I recounted the events, momentarily having to beg her not to look for herself, giving as much detail as I could stomach. “It was… it was horrible, Rose. I mean, yes, the dragons were trying to kill us, but I think he could have ended them immediately. He just… chose not to.”
She shuttered. “He’s an evil person, Ren. Are you really so surprised?”
“I’m just surprised he was able to do it at all. Brontus was barely holding his own against one of them, while the other nearly did us in. And he just killed them, at his leisure."
“I’m starting to see a potential issue there,” Rose speculated. “I know he said he would set father free, but we should still have something on him, some blackmail for backup. But if he could take out two full grown dragons without breaking a sweat…” She tapered off, the implication all but spelt out.
“Yeah, yeah, I’ve been thinking that, too. Had all day to think about it. It’s a bit tense out there, so I didn’t know if I could use magic without him noticing. Sorry, I didn’t want to keep you in the dark.”
She nodded. “Smart move, that’s fair.” She started pacing, massaging her temples with her thumbs. “But… what do we know? That he is a military captain, that he killed a citizen for magic, which isn’t even a crime for him, that he supports Prince Alexander—”
“No.”
“What?” Rose turned back to me, stilling her feet at my objection.
“There is no Prince Alexander; Sarah told me that on the trip up.”
“That would have been useful to know,” she grumbled, narrowing her eyes at me.
I ducked my head a little bit, lips thinning in guilt. “Yeah, yeah, I’m sorry.”
“Ok, so who was he talking about then?”
“I don’t know.
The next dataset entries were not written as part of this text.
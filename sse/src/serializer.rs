use bytes::Bytes;
use serde::Serialize;

use crate::error::{Error, ErrorKind};

/// Capability that turns one record into its frame body bytes.
///
/// Implementations must never produce raw line breaks: a `\n` or `\r` in
/// the body would terminate the SSE frame early on the wire. Escape them or
/// fail with a serialization error.
pub trait Serializer<T>: Send + Sync {
    fn serialize(&self, record: &T) -> Result<Bytes, Error>;
}

/// Serializes records as compact JSON via serde_json.
///
/// Compact JSON escapes control characters inside strings, so the output
/// naturally satisfies the no-raw-line-break rule; the check below is the
/// contract guard for the frame boundary.
#[derive(Debug, Clone, Copy, Default)]
pub struct JsonSerializer;

impl<T: Serialize> Serializer<T> for JsonSerializer {
    fn serialize(&self, record: &T) -> Result<Bytes, Error> {
        let body = serde_json::to_vec(record).map_err(Error::serialization)?;

        if body.contains(&b'\n') || body.contains(&b'\r') {
            return Err(Error {
                source: None,
                error_kind: ErrorKind::Serialization,
            });
        }

        Ok(Bytes::from(body))
    }
}

#[cfg(test)]
mod tests {
    use super::*;
    use serde_json::json;

    #[test]
    fn test_serializes_compact_json() {
        let body = JsonSerializer.serialize(&json!({"id": 1})).unwrap();
        assert_eq!(&body[..], br#"{"id":1}"#);
    }

    #[test]
    fn test_escapes_line_breaks_inside_strings() {
        let body = JsonSerializer
            .serialize(&json!({"tagline": "line one\nline two"}))
            .unwrap();

        // The line break is escaped, not emitted raw, so the frame stays intact.
        assert!(!body.contains(&b'\n'));
        assert_eq!(&body[..], br#"{"tagline":"line one\nline two"}"#);
    }

    #[test]
    fn test_rejects_unrepresentable_records() {
        // A map with a non-string key cannot be encoded as a JSON object.
        let mut unrepresentable = std::collections::BTreeMap::new();
        unrepresentable.insert(vec![1u8], "value");

        let result = JsonSerializer.serialize(&unrepresentable);
        assert_eq!(result.unwrap_err().error_kind, ErrorKind::Serialization);
    }
}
I hadn’t thought about it much since he made that offer, and it took me a bit to even remember where I had heard that name,” I confessed.
“And you never heard that name before?” she asked.
I thought about it for a moment, trying to recall the name in the past. “Well, there was Alecsander down the stree—”
“I don’t think that our treacherous uncle was talking about the five-year-old son of a farmer!” she snapped at me.
“Ok, ok, just throwing it out there.” I kept puzzling over it. “I mean, Scolffice gave a lot of history lessons; maybe he said the name, but you can’t expect me to recall something like that.”
“Maybe you can’t…” she mumbled as she sat down. Her eyes closed and she breathed slow and deep, like a meditation.
“Rose, what are you—”
“Shh!” she snapped. “Give me a moment…”
Then the world spun.
I was back at the desk in one of the lectures that Scolffice gave. “...And that brings us to three hundred years ago, when Chief Deputy Alexander conquered the untamed eastern mountains of their native dragon population…”
The world spun again but I remained in the same place. The same old droning continued, “...Only a little over a hundred years ago, Commander Alexander served as military advisor to the king, allying with…”
And again. “...is when Chief Deputy Alexander sided with the northern kingdom to…”
I had no reference for the timings, just Scolffice jumping around the room as the lengths of shadows sporadically lengthened or shortened instantly.
“And that brings us again to the War of the Sages a century ago, where Commander Alexander led an army of noble born against a disgruntled farmer rebellion, who had recruited…”
Then the room spun again and I was back with Rose in the dreamscape that she had yet to actually define with a location. “What was that? I thought you couldn’t see my memories?”
“I can’t.” She shook her head. “Not directly at least. I just latched onto a word and tried to trigger it, same as I do when I have a specific incident or time.” She took a deep breath, looking tired. “But it’s looser. And all you seem to know is that Alexander is the name of a past military leader. A couple of them, it seems.”
“I don’t think that helps if none of the princes are named that,” I input.
“No, it doesn’t,” she begrudgingly conceded. “Maybe it’s a nickname for one of them though? Talk to Sarah and Christopher about it tomorrow, after Hector’s not around. Between the two of them they should know something.”